=== Task directions ===
In the listing below, find each line that holds "HashMap" and list it.
=== Section Start ===
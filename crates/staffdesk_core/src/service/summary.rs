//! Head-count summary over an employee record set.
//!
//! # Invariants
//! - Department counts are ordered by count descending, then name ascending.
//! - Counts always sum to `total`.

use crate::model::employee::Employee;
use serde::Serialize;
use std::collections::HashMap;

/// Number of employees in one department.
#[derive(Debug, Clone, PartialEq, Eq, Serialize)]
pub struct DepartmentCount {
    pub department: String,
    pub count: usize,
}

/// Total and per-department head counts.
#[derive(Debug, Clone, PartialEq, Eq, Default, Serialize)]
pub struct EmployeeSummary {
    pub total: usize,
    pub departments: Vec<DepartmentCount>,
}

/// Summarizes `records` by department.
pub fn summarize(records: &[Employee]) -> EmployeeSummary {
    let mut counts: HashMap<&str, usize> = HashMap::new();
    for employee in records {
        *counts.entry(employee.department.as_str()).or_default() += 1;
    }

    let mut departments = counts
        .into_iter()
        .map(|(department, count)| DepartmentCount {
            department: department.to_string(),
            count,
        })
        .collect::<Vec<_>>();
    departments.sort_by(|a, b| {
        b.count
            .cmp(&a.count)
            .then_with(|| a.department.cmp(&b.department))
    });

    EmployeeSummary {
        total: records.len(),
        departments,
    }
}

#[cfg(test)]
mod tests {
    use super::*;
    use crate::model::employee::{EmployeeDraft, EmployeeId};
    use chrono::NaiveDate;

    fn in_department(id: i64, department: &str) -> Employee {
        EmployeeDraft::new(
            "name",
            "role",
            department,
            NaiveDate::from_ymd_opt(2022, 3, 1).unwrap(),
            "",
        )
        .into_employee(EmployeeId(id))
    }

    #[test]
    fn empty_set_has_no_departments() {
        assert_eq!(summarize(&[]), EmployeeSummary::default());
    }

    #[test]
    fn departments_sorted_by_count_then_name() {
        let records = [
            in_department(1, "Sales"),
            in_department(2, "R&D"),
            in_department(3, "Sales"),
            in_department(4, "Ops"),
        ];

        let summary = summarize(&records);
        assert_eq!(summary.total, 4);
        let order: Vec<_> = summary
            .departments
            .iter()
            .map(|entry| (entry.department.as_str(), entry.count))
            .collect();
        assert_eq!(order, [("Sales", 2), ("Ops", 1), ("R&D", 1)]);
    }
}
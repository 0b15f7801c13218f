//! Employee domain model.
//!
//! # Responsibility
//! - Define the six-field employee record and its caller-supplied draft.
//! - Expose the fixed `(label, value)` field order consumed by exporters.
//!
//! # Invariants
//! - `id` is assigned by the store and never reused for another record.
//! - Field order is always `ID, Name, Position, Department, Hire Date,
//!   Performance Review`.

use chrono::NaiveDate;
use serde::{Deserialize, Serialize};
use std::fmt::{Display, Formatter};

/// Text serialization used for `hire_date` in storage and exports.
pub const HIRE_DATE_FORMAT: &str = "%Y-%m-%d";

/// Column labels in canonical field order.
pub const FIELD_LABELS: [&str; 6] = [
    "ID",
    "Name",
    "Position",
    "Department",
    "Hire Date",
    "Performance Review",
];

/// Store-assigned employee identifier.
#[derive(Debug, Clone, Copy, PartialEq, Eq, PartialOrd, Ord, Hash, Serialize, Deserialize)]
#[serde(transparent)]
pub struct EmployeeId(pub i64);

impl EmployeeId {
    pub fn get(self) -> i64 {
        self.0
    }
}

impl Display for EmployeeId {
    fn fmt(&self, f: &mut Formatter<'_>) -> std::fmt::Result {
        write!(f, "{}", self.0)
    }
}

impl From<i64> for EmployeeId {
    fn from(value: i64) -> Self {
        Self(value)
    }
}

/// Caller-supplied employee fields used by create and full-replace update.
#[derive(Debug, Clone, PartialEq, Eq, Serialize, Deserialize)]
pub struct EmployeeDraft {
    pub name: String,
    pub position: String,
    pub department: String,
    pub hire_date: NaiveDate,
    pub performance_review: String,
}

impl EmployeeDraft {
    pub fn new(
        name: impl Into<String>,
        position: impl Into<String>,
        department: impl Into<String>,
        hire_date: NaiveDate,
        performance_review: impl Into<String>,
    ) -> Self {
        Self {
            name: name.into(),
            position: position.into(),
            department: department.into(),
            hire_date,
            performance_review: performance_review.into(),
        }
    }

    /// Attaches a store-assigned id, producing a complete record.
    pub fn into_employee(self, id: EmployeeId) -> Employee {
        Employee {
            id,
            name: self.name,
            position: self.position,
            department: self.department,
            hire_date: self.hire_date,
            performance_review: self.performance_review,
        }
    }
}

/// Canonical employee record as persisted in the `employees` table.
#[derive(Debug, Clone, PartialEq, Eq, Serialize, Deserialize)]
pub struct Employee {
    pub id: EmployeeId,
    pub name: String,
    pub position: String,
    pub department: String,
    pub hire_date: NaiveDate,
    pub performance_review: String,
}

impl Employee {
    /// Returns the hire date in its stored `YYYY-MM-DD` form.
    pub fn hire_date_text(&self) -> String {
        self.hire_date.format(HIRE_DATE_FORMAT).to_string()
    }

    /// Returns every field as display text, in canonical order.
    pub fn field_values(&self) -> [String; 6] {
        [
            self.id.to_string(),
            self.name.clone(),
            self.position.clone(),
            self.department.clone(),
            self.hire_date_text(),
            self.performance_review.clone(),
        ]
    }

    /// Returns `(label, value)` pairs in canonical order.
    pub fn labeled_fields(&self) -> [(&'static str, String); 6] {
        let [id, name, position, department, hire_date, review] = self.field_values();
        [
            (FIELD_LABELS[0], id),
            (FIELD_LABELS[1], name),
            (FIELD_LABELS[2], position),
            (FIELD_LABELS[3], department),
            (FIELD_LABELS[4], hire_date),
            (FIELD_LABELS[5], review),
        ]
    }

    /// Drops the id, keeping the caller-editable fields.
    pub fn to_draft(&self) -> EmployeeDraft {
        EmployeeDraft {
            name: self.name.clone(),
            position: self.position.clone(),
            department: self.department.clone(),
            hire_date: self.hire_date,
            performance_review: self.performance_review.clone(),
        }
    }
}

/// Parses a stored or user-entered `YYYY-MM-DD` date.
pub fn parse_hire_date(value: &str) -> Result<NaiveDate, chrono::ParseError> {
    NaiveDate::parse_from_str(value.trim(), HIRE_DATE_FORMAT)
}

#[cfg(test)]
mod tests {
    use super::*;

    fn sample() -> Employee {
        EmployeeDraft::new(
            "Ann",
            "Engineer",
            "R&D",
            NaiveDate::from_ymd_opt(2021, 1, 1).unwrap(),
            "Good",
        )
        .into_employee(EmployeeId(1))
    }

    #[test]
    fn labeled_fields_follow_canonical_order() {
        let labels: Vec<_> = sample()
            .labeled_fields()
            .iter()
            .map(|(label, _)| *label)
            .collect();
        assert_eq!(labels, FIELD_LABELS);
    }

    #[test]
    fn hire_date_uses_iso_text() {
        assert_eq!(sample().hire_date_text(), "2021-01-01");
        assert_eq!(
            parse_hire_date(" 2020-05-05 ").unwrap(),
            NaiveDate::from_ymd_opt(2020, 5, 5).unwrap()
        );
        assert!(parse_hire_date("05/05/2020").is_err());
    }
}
=== Section End ===
=== Response to this task ===
use std::collections::HashMap;
    let mut counts: HashMap<&str, usize> = HashMap::new();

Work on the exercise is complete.